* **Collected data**
<<<<

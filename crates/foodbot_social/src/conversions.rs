//! Platform-independent conversions for Discord data.
//!
//! Discord ids are snowflakes: the top 42 bits hold milliseconds since the
//! Discord epoch, so ids order exactly like `(timestamp, id)` and a
//! timestamp can be turned into a synthetic id for `before` queries.

use chrono::{DateTime, Utc};
use foodbot_error::PlatformErrorKind;

/// First millisecond of 2015, the origin of Discord snowflake timestamps.
pub const DISCORD_EPOCH_MS: u64 = 1_420_070_400_000;

/// Bits below the timestamp in a snowflake.
const TIMESTAMP_SHIFT: u32 = 22;

/// Retry delay reported when Discord rate limits a request without saying
/// for how long.
pub const RATE_LIMIT_FALLBACK_SECS: u64 = 5;

/// Creation time encoded in a snowflake.
///
/// # Examples
///
/// ```
/// use foodbot_social::timestamp_of;
///
/// let created = timestamp_of(175928847299117063);
/// assert_eq!(created.to_rfc3339(), "2016-04-30T11:18:25.796+00:00");
/// ```
pub fn timestamp_of(snowflake: u64) -> DateTime<Utc> {
    let millis = (snowflake >> TIMESTAMP_SHIFT) + DISCORD_EPOCH_MS;
    // 42 bits of milliseconds always fit chrono's range
    DateTime::from_timestamp_millis(millis as i64).unwrap_or_default()
}

/// Smallest snowflake created at `timestamp`.
///
/// Every id strictly below it belongs to an older message. Timestamps before
/// the Discord epoch give zero.
pub fn snowflake_before(timestamp: DateTime<Utc>) -> u64 {
    let millis = timestamp.timestamp_millis();
    if millis <= DISCORD_EPOCH_MS as i64 {
        return 0;
    }
    (millis as u64 - DISCORD_EPOCH_MS) << TIMESTAMP_SHIFT
}

/// Map an unsuccessful HTTP status to a platform error kind.
///
/// Only 403 means a single resource is off limits. A 401 means the token
/// itself was rejected, so it is an API failure that stops the action.
pub fn classify_status(status: u16, detail: impl Into<String>) -> PlatformErrorKind {
    let detail = detail.into();
    match status {
        403 => PlatformErrorKind::Forbidden(detail),
        404 => PlatformErrorKind::NotFound(detail),
        429 => PlatformErrorKind::RateLimited(RATE_LIMIT_FALLBACK_SECS),
        _ => PlatformErrorKind::Api(format!("HTTP {}: {}", status, detail)),
    }
}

>>>>

* **EXERCISE**
Output the data above exactly, please, line for line.

* **RESPONSE TO THE EXERCISE**
filename crates/foodbot_social/src/conversions.rs
//! Platform-independent conversions for Discord data.
//!
//! Discord ids are snowflakes: the top 42 bits hold milliseconds since the
//! Discord epoch, so ids order exactly like `(timestamp, id)` and a
//! timestamp can be turned into a synthetic id for `before` queries.

use chrono::{DateTime, Utc};
use foodbot_error::PlatformErrorKind;

/// First millisecond of 2015, the origin of Discord snowflake timestamps.
pub const DISCORD_EPOCH_MS: u64 = 1_420_070_400_000;

/// Bits below the timestamp in a snowflake.
const TIMESTAMP_SHIFT: u32 = 22;

/// Retry delay reported when Discord rate limits a request without saying
/// for how long.
pub const RATE_LIMIT_FALLBACK_SECS: u64 = 5;

/// Creation time encoded in a snowflake.
///
/// # Examples
///
/// ```
/// use foodbot_social::timestamp_of;
///
/// let created = timestamp_of(175928847299117063);
/// assert_eq!(created.to_rfc3339(), "2016-04-30T11:18:25.796+00:00");
/// ```
pub fn timestamp_of(snowflake: u64) -> DateTime<Utc> {
    let millis = (snowflake >> TIMESTAMP_SHIFT) + DISCORD_EPOCH_MS;
    // 42 bits of milliseconds always fit chrono's range
    DateTime::from_timestamp_millis(millis as i64).unwrap_or_default()
}

/// Smallest snowflake created at `timestamp`.
///
/// Every id strictly below it belongs to an older message. Timestamps before
/// the Discord epoch give zero.
pub fn snowflake_before(timestamp: DateTime<Utc>) -> u64 {
    let millis = timestamp.timestamp_millis();
    if millis <= DISCORD_EPOCH_MS as i64 {
        return 0;
    }
    (millis as u64 - DISCORD_EPOCH_MS) << TIMESTAMP_SHIFT
}

/// Map an unsuccessful HTTP status to a platform error kind.
///
/// Only 403 means a single resource is off limits. A 401 means the token
/// itself was rejected, so it is an API failure that stops the action.
pub fn classify_status(status: u16, detail: impl Into<String>) -> PlatformErrorKind {
    let detail = detail.into();
    match status {
        403 => PlatformErrorKind::Forbidden(detail),
        404 => PlatformErrorKind::NotFound(detail),
        429 => PlatformErrorKind::RateLimited(RATE_LIMIT_FALLBACK_SECS),
        _ => PlatformErrorKind::Api(format!("HTTP {}: {}", status, detail)),
    }
}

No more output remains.